約170人が参加して開かれた束稲山麓地域世界農業遺産シンポジウム。永田氏の講演などが行われた

世界農業遺産シンポジウム
認定実現へ機運醸成

 束稲山麓地域の農業システムの世界農業遺産認定を契機とした地域の活性化を目指す一関、奥州、平泉の3市町と県南広域振興局は11日、認定に向けた機運醸成を図るため、一関市山目のベリーノホテル一関でシンポジウムを開いた。講演した国連大サステイナビリティ高等研究所シニアプログラムコーディネーターの永田明氏は「認定により住民の新しい行動が生まれ、その行動によって貴重な遺産が次世代に引き継がれるのが世界農業遺産のストーリー。認定された後に何をするかが重要だ」と語り、世界農業遺産の価値を生かすには住民のアクションが不可欠だとした。

 農林業関係者や県民ら約170人が参加。束稲山麓地域世界農業遺産認定推進協議会長の青木幸保平泉町長は「今まで守り伝えられてきた地域の文化、景観、生態系を残していく壮大な計画の下に認定を目指したい。世界遺産平泉をはじめ、世界かんがい施設遺産に選定された照井堰(ぜき)用水、食と農の景勝地として認定されたもち食文化や農業に関する取り組みとともに、この地域を発信していく原動力にしたい」とあいさつした。
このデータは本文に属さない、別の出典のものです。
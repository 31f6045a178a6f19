use alloy::primitives::{Address, U256};
use clap::{Parser, Subcommand};

pub(crate) const DEFAULT_RELAYER_ENDPOINT: &str = "https://api.radarrelay.com/0x";

#[derive(Parser, Debug)]
#[command(name = "asset-buyer", version, about, long_about = None)]
pub struct Cli {
    #[command(subcommand)]
    pub command: Commands,

    /// Standard relayer HTTP endpoint to source orders from (base URL without
    /// the version segment)
    #[arg(long, global = true, default_value_t = DEFAULT_RELAYER_ENDPOINT.to_string())]
    pub relayer: String,

    /// Network ID the orders settle on
    #[arg(long, global = true, default_value_t = 1)]
    pub network_id: u64,

    /// Ether token address quotes are denominated in [default: mainnet WETH]
    #[arg(long, global = true)]
    pub ether_token: Option<Address>,

    /// Fee token address protocol fees are paid in [default: mainnet ZRX]
    #[arg(long, global = true)]
    pub fee_token: Option<Address>,
}

#[derive(Subcommand, Debug)]
pub enum Commands {
    /// Fetch a buy quote for an ERC-20 token amount
    Quote {
        /// Token to buy
        #[arg(long)]
        token: Address,

        /// Amount to buy, in base units
        #[arg(long)]
        amount: U256,

        /// Slippage fraction applied to the worst-case estimate
        #[arg(long, default_value_t = asset_buyer::buyer::DEFAULT_SLIPPAGE_FRACTION)]
        slippage: f64,

        /// Bypass the order cache and refetch
        #[arg(long, default_value_t = false)]
        force_refresh: bool,
    },
    /// Show available liquidity for an ERC-20 token
    Liquidity {
        /// Token to report liquidity for
        #[arg(long)]
        token: Address,
    },
    /// List tokens the relayer offers against the ether token
    Assets,
}
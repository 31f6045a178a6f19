use alloy::primitives::{Address, U256};
use anyhow::Context;
use asset_buyer::{asset, buyer::AssetBuyer, provider::OrderProvider, types::BuyQuoteOpts};
use colored::Colorize;
use tabled::{Table, settings::Style};

pub(crate) async fn render<P: OrderProvider>(
    buyer: &AssetBuyer<P>,
    token: Address,
    amount: U256,
    slippage: f64,
    force_refresh: bool,
) -> anyhow::Result<()> {
    let asset_data = asset::encode_erc20(token);
    let quote = buyer
        .get_buy_quote(&asset_data, amount, &BuyQuoteOpts { force_refresh, slippage })
        .await
        .context("fetching buy quote")?;

    println!("{}", format!("Buy {} base units of {}", amount, token).bold().purple());
    println!("  best case:  {}", quote.best_case());
    println!(
        "  worst case: {} (slippage {:.1}%)",
        quote.worst_case().to_string().yellow(),
        slippage * 100.0
    );

    let mut orders = Table::new(quote.orders());
    orders.with(Style::sharp());
    println!("\n{}\n{}", "Orders:".bold(), orders);

    if !quote.fee_orders().is_empty() {
        let mut fee_orders = Table::new(quote.fee_orders());
        fee_orders.with(Style::sharp());
        println!("\n{}\n{}", "Fee orders:".bold(), fee_orders);
    }

    Ok(())
}
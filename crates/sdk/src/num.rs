//! Integer arithmetic helpers for base-unit amounts.
//!
//! All amounts in this crate are unsigned base units ([`U256`]). Fractional
//! inputs such as the slippage tolerance are normalized once into integer
//! parts-per-million and applied with ceiling rounding, so cost estimates
//! never round in the caller's favor.

use alloy::primitives::U256;

use crate::error::BuyerError;

/// Scale of a parts-per-million fraction: 1.0 == 1_000_000 ppm.
pub const PPM_SCALE: u64 = 1_000_000;

/// Converts a fraction (e.g. `0.05` for 5%) to parts-per-million.
pub fn ppm_from_fraction(fraction: f64) -> Result<u64, BuyerError> {
    if !fraction.is_finite() || fraction < 0.0 {
        return Err(BuyerError::InvalidArgument(format!(
            "fraction must be finite and non-negative, got {fraction}"
        )));
    }
    Ok((fraction * PPM_SCALE as f64).round() as u64)
}

/// `ceil(numerator / denominator)`. The denominator must be non-zero.
pub fn ceil_div(numerator: U256, denominator: U256) -> U256 {
    let quotient = numerator / denominator;
    if (numerator % denominator).is_zero() { quotient } else { quotient + U256::ONE }
}

/// `ceil(amount * multiplier / denominator)`, the proportional-cost primitive
/// of the quote walk.
pub fn mul_div_ceil(
    amount: U256,
    multiplier: U256,
    denominator: U256,
) -> Result<U256, BuyerError> {
    if denominator.is_zero() {
        return Err(BuyerError::InvalidArgument(
            "division by zero in proportional amount".to_string(),
        ));
    }
    let product = amount
        .checked_mul(multiplier)
        .ok_or_else(|| BuyerError::InvalidArgument("amount overflow".to_string()))?;
    Ok(ceil_div(product, denominator))
}

/// Inflates `amount` by a ppm fraction with ceiling rounding:
/// `amount + ceil(amount * ppm / PPM_SCALE)`.
///
/// Monotonic in `ppm`: a larger fraction never yields a smaller result.
pub fn inflate_ceil(amount: U256, ppm: u64) -> Result<U256, BuyerError> {
    let buffer = mul_div_ceil(amount, U256::from(ppm), U256::from(PPM_SCALE))?;
    amount
        .checked_add(buffer)
        .ok_or_else(|| BuyerError::InvalidArgument("amount overflow".to_string()))
}

#[cfg(test)]
mod tests {
    use super::*;

    fn u(n: u64) -> U256 { U256::from(n) }

    #[test]
    fn test_ceil_div() {
        assert_eq!(ceil_div(u(10), u(5)), u(2));
        assert_eq!(ceil_div(u(11), u(5)), u(3));
        assert_eq!(ceil_div(u(0), u(5)), u(0));
        assert_eq!(ceil_div(u(1), u(5)), u(1));
    }

    #[test]
    fn test_mul_div_ceil() {
        // 20 * 50 / 100 = 10 exactly
        assert_eq!(mul_div_ceil(u(20), u(50), u(100)).unwrap(), u(10));
        // 1 * 50 / 100 = 0.5, rounds up
        assert_eq!(mul_div_ceil(u(1), u(50), u(100)).unwrap(), u(1));
        assert!(matches!(
            mul_div_ceil(u(1), u(1), u(0)),
            Err(BuyerError::InvalidArgument(_))
        ));
    }

    #[test]
    fn test_ppm_from_fraction() {
        assert_eq!(ppm_from_fraction(0.0).unwrap(), 0);
        assert_eq!(ppm_from_fraction(0.2).unwrap(), 200_000);
        assert_eq!(ppm_from_fraction(1.0).unwrap(), 1_000_000);
        assert!(ppm_from_fraction(-0.1).is_err());
        assert!(ppm_from_fraction(f64::NAN).is_err());
        assert!(ppm_from_fraction(f64::INFINITY).is_err());
    }

    #[test]
    fn test_inflate_ceil() {
        // 20% of 100 = 20
        assert_eq!(inflate_ceil(u(100), 200_000).unwrap(), u(120));
        // 20% of 1 rounds up to 1
        assert_eq!(inflate_ceil(u(1), 200_000).unwrap(), u(2));
        // zero fraction is the identity
        assert_eq!(inflate_ceil(u(100), 0).unwrap(), u(100));
    }

    #[test]
    fn test_inflate_monotonic() {
        let amount = u(123_457);
        let mut prev = U256::ZERO;
        for ppm in [0u64, 1, 100, 50_000, 200_000, 1_000_000, 5_000_000] {
            let inflated = inflate_ceil(amount, ppm).unwrap();
            assert!(inflated >= prev);
            prev = inflated;
        }
    }
}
 シンポジウムでは、県南広域振興局農政部の田口信一農政調整課長が、認定に向けたこれまでの取り組みを報告したほか、永田氏が世界農業遺産を目指す意義について講演。2015年12月に世界農業遺産に認定された「高千穂郷・椎葉山地域の山間地農林業複合システム」の事例も紹介もされた。

 田口課長は、束稲山麓地域で営まれている伝統的な棚田と遊水地の組み合わせによる水害リスクを分散させた営農システムをはじめ、北上川の氾濫と闘い営んできた農業や農村の景観・文化の保全などの持続可能な取り組みは世界に誇れるものだとし、認定に向けた活動母体の同推進協の設立や今後のスケジュールなどを説明した。

 永田氏は、環太平洋連携協定(TPP)や自由貿易協定(FTA)などを背景に、大規模化による生産効率だけを求める日本農業のありように警鐘を鳴らし、世界農業遺産は日本農業の在り方、食と自然を守り、農村の振興や価値観の転換などを見詰め直すきっかけになるとその必要性を強調。

 世界農業遺産に認定されると、住民に自信と誇り、希望をもたらすとともに、農産物などの付加価値向上やブランド力の強化、6次産業化やグリーンツーリズムとの相乗効果で地域経済の活性化につながるなど国内の事例を基に効果を紹介し、世界農業遺産を目指す意義を説いた。